▶ _Task objective_: Of the entries below, return exactly those lines that fall between the one containing "caller id, first" and the one containing "if let Some(addr) = non_empty(real_ip.as_deref())", the two end lines included.

▶ _Extracted records_:
BEGIN

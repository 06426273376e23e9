//! Provider selection: builds the configured generation backend.

use crate::anthropic::{self, AnthropicProvider};
use casedraft_core::error::ProviderError;
use casedraft_core::provider::Provider;
use std::sync::Arc;
use std::time::Duration;
use tracing::info;

/// Build the default provider from configuration.
///
/// The API key comes from the provider's own section first, then the
/// top-level `api_key` (which `AppConfig::load` fills from the
/// environment).
pub fn build_from_config(
    config: &casedraft_config::AppConfig,
) -> Result<Arc<dyn Provider>, ProviderError> {
    let name = config.default_provider.as_str();
    let provider_config = config.providers.get(name);

    let api_key = provider_config
        .and_then(|p| p.api_key.clone())
        .or_else(|| config.api_key.clone())
        .ok_or_else(|| {
            ProviderError::NotConfigured(format!(
                "no API key for provider '{name}' (set CASEDRAFT_API_KEY or ANTHROPIC_API_KEY)"
            ))
        })?;

    let timeout = provider_config
        .and_then(|p| p.timeout_secs)
        .map(Duration::from_secs)
        .unwrap_or(anthropic::DEFAULT_TIMEOUT);

    match name {
        "anthropic" => {
            let mut provider = AnthropicProvider::new(api_key, timeout)?;
            if let Some(url) = provider_config.and_then(|p| p.api_url.as_ref()) {
                provider = provider.with_base_url(url);
            }
            info!(provider = name, timeout_secs = timeout.as_secs(), "Generation backend ready");
            Ok(Arc::new(provider))
        }
        other => Err(ProviderError::NotConfigured(format!(
            "unknown provider '{other}'"
        ))),
    }
}
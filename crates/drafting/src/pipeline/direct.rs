//! Single-call drafting pipeline.
//!
//! Sends the assembled context and case details to the backend once. Kept
//! for deployments that opt out of staged generation.

use crate::context::AssembledContext;
use crate::pipeline::error::PipelineError;
use crate::pipeline::invoke::invoke_stage;
use crate::pipeline::progress::{ProgressEvent, ProgressFn};
use crate::pipeline::prompts;
use crate::pipeline::request::DraftRequest;
use crate::pipeline::run::{PipelineMode, PipelineRun};
use crate::pipeline::settings::PipelineSettings;
use crate::pipeline::stage::{PipelineState, StageName};
use casedraft_core::provider::Provider;
use std::sync::Arc;
use tracing::{error, info};

pub struct DirectPipeline {
    provider: Arc<dyn Provider>,
    settings: PipelineSettings,
}

impl DirectPipeline {
    pub fn new(provider: Arc<dyn Provider>, settings: PipelineSettings) -> Self {
        Self { provider, settings }
    }

    /// One backend call. `progress` receives a single 100 checkpoint.
    pub async fn run(
        &self,
        context: &AssembledContext,
        request: &DraftRequest,
        progress: Option<&ProgressFn>,
    ) -> Result<PipelineRun, PipelineError> {
        let stage = StageName::SinglePass;
        let mut run = PipelineRun::new(PipelineMode::Direct);
        info!(run_id = %run.id, case = %request.case_reference, "Direct pipeline started");

        run.advance(PipelineState::running(stage));
        let messages = prompts::single_pass(context, request);
        let (outcome, elapsed_ms) =
            invoke_stage(self.provider.as_ref(), &self.settings, stage, messages).await;

        match outcome {
            Ok(call) => {
                let artifact = call.output.clone();
                run.record_success(stage, call.output, call.usage, elapsed_ms);
                run.complete(artifact);
                if let Some(notify) = progress {
                    notify(&ProgressEvent::completed(stage));
                }
                info!(run_id = %run.id, elapsed_ms, "Direct pipeline complete");
                Ok(run)
            }
            Err(reason) => {
                error!(run_id = %run.id, error = %reason, "Direct generation failed");
                run.record_failure(stage, reason.to_string(), elapsed_ms);
                Err(PipelineError::stage_failed(stage, reason, run))
            }
        }
    }
}
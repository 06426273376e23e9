//! Caller identity resolution.

use serde::{Deserialize, Serialize};

pub const FORWARDED_FOR_HEADER: &str = "x-forwarded-for";
pub const REAL_IP_HEADER: &str = "x-real-ip";

/// Who a request is counted against. Resolved once per request.
#[derive(Debug, Clone, PartialEq, Eq, Hash, Serialize, Deserialize)]
#[serde(tag = "kind", content = "value", rename_all = "snake_case")]
pub enum CallerIdentity {
    /// Authenticated caller id.
    User(String),
    /// Client network address for unauthenticated traffic.
    Address(String),
    /// Neither a caller id nor an address was available.
    Unknown,
}

impl CallerIdentity {
    /// Resolve an identity from an optional authenticated id and request
    /// headers.
    ///
    /// Order: caller id, first entry of `x-forwarded-for`, `x-real-ip`,
    /// then [`CallerIdentity::Unknown`]. Blank values are skipped.
    pub fn resolve<F>(user_id: Option<&str>, header: F) -> Self
    where
        F: Fn(&str) -> Option<String>,
    {
        if let Some(id) = non_empty(user_id) {
            return CallerIdentity::User(id.to_string());
        }

        let forwarded = header(FORWARDED_FOR_HEADER);
        let first_hop = forwarded.as_deref().and_then(|v| v.split(',').next());
        if let Some(addr) = non_empty(first_hop) {
            return CallerIdentity::Address(addr.to_string());
        }

        let real_ip = header(REAL_IP_HEADER);
        if let Some(addr) = non_empty(real_ip.as_deref()) {
            return CallerIdentity::Address(addr.to_string());
        }

        CallerIdentity::Unknown
    }

    /// Counter key fragment for this identity.
    pub fn key(&self) -> String {
        match self {
            CallerIdentity::User(id) => format!("user:{id}"),
            CallerIdentity::Address(addr) => format!("ip:{addr}"),
            CallerIdentity::Unknown => "unknown".to_string(),
        }
    }

    pub fn is_authenticated(&self) -> bool {
        matches!(self, CallerIdentity::User(_))
    }
}

impl std::fmt::Display for CallerIdentity {
    fn fmt(&self, f: &mut std::fmt::Formatter<'_>) -> std::fmt::Result {
        f.write_str(&self.key())
    }
}

fn non_empty(value: Option<&str>) -> Option<&str> {
    value.map(str::trim).filter(|v| !v.is_empty())
}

END

▶ _Answer to this problem_:
    /// Order: caller id, first entry of `x-forwarded-for`, `x-real-ip`,
    /// then [`CallerIdentity::Unknown`]. Blank values are skipped.
    pub fn resolve<F>(user_id: Option<&str>, header: F) -> Self
    where
        F: Fn(&str) -> Option<String>,
    {
        if let Some(id) = non_empty(user_id) {
            return CallerIdentity::User(id.to_string());
        }

        let forwarded = header(FORWARDED_FOR_HEADER);
        let first_hop = forwarded.as_deref().and_then(|v| v.split(',').next());
        if let Some(addr) = non_empty(first_hop) {
            return CallerIdentity::Address(addr.to_string());
        }

        let real_ip = header(REAL_IP_HEADER);
        if let Some(addr) = non_empty(real_ip.as_deref()) {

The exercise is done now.